SUPPLIED DATA:
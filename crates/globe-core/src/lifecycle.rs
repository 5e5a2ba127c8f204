//! Guarded teardown: every step runs even when an earlier one fails.

pub type StepResult = anyhow::Result<()>;

struct Step<'a> {
    label: &'static str,
    run: Box<dyn FnOnce() -> StepResult + 'a>,
}

#[derive(Debug, Default, PartialEq, Eq)]
pub struct TeardownReport {
    pub completed: Vec<&'static str>,
    pub failed: Vec<(&'static str, String)>,
}

impl TeardownReport {
    pub fn is_clean(&self) -> bool {
        self.failed.is_empty()
    }
}

/// Ordered list of cleanup steps, consumed by [`Teardown::run`] so it can only
/// execute once.
#[derive(Default)]
pub struct Teardown<'a> {
    steps: Vec<Step<'a>>,
}

impl<'a> Teardown<'a> {
    pub fn new() -> Self {
        Self { steps: Vec::new() }
    }

    pub fn step(mut self, label: &'static str, run: impl FnOnce() -> StepResult + 'a) -> Self {
        self.steps.push(Step {
            label,
            run: Box::new(run),
        });
        self
    }

    pub fn len(&self) -> usize {
        self.steps.len()
    }

    pub fn is_empty(&self) -> bool {
        self.steps.is_empty()
    }

    pub fn run(self) -> TeardownReport {
        let mut report = TeardownReport::default();
        for step in self.steps {
            match (step.run)() {
                Ok(()) => report.completed.push(step.label),
                Err(e) => {
                    log::warn!("[teardown] {} failed: {:#}", step.label, e);
                    report.failed.push((step.label, format!("{:#}", e)));
                }
            }
        }
        report
    }
}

EXERCISE DESCRIPTION:
Your answer should consist of the lines of the listing that contain "TeardownReport", copied as they stand.

WORKED SOLUTION:
pub struct TeardownReport {
impl TeardownReport {
    pub fn run(self) -> TeardownReport {
        let mut report = TeardownReport::default();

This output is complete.